§ **Material for this exercise**:
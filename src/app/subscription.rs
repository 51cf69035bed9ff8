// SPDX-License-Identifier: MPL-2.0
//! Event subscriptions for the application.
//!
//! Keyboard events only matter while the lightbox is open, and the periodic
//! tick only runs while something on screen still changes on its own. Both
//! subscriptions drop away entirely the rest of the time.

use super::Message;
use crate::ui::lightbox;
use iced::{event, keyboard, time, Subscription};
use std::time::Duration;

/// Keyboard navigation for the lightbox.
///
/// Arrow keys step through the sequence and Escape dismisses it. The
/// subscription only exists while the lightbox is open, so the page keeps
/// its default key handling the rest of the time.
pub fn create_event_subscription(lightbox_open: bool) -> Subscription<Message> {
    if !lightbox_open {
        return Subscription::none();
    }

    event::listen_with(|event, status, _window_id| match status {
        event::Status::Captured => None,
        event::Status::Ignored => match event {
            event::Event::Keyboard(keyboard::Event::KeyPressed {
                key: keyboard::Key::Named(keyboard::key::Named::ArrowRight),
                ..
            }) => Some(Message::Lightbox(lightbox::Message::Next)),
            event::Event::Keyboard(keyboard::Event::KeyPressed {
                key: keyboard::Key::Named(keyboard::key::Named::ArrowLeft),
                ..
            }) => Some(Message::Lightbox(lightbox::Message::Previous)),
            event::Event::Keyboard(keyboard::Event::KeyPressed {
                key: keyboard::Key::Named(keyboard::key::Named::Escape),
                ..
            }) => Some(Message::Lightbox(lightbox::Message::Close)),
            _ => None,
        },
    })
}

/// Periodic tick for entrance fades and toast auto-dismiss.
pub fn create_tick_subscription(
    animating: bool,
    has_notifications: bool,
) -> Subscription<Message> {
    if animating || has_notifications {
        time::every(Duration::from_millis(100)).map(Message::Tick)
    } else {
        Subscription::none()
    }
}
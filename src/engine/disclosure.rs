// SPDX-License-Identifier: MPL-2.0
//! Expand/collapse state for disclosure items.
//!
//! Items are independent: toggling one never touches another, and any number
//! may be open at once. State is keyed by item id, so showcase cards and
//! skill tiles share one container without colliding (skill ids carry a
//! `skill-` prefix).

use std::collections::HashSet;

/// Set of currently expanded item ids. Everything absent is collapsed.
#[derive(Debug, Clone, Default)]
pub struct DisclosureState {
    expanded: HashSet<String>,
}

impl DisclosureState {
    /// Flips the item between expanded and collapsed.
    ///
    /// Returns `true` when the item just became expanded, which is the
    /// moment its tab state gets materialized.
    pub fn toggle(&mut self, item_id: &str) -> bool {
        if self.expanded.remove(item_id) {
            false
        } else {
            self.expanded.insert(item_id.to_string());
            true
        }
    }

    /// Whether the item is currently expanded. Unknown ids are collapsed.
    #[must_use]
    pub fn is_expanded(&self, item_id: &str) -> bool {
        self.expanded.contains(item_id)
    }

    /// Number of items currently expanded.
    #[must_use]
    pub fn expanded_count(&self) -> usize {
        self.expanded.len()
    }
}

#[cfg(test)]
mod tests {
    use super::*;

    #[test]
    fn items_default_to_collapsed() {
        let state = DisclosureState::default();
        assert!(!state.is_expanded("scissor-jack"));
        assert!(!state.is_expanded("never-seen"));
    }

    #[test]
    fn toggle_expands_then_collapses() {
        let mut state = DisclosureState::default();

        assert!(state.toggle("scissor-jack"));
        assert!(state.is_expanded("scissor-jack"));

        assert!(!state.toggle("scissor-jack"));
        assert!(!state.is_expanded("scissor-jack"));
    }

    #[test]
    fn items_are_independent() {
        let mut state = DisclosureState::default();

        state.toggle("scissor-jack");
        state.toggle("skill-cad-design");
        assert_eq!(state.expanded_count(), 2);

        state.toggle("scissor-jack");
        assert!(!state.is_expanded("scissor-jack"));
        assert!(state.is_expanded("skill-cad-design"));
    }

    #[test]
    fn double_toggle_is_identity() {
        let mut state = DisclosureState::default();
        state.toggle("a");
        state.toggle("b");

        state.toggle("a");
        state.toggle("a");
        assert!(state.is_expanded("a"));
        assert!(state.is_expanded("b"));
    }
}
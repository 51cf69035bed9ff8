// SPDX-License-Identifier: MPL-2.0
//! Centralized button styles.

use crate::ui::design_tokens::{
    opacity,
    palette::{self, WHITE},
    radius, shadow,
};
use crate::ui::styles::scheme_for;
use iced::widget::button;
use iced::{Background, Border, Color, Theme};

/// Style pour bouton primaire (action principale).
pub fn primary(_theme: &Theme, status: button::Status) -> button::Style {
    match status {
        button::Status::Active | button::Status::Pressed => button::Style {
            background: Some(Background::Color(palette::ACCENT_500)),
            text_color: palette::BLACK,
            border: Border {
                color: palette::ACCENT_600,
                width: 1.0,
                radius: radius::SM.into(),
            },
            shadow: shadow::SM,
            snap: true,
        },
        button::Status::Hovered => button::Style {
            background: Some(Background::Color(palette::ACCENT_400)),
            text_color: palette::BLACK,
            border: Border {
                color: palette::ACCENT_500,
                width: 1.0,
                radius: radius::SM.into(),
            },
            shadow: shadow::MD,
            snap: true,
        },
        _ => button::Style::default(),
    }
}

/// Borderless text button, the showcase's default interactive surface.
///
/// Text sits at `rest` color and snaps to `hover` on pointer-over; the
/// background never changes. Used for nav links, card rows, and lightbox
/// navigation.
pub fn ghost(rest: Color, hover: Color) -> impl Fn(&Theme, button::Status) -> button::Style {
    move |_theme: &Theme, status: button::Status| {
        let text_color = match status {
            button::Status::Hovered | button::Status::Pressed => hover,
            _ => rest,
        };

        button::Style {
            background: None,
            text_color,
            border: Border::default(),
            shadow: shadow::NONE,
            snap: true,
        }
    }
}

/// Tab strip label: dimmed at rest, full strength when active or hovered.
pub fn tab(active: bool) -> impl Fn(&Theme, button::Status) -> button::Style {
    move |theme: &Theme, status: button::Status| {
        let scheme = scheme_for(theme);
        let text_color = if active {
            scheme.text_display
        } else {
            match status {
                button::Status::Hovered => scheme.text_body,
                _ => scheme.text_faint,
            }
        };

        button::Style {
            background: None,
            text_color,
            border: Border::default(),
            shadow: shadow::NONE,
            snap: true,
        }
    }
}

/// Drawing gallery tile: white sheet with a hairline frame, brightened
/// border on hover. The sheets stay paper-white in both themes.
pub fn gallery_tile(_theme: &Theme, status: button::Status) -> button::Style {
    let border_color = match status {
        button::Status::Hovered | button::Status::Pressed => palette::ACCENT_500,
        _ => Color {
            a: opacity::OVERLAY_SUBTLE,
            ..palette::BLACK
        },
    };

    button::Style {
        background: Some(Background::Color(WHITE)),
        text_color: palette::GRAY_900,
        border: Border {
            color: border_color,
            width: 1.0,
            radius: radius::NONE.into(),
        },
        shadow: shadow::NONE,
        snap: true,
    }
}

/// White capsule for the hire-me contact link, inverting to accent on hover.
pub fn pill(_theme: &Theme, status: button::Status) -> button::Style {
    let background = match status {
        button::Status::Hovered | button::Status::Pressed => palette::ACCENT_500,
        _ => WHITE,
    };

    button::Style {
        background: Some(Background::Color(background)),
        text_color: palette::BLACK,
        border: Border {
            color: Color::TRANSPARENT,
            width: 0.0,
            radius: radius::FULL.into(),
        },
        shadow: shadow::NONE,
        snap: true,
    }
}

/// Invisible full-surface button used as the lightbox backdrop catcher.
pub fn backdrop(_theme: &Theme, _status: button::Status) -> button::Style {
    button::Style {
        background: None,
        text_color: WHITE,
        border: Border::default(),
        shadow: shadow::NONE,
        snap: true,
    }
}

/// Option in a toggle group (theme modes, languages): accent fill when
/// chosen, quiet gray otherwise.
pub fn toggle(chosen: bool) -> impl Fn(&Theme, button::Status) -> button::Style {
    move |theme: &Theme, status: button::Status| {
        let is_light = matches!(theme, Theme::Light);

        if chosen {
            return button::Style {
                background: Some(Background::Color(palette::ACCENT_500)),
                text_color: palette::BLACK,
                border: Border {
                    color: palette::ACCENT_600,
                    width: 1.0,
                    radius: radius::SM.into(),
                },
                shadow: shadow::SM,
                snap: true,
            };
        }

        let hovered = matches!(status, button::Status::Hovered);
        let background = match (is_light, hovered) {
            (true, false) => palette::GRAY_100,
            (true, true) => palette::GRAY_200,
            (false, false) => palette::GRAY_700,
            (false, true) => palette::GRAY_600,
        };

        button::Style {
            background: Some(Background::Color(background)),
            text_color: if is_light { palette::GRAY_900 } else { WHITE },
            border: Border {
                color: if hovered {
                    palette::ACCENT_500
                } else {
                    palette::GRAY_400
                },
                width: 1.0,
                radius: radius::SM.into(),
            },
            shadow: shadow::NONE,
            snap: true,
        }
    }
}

§ **Task brief**: Find all the lines with "chosen" in the data and copy them.

§ **Solution**:
/// chosen, quiet gray otherwise.
pub fn toggle(chosen: bool) -> impl Fn(&Theme, button::Status) -> button::Style {
        if chosen {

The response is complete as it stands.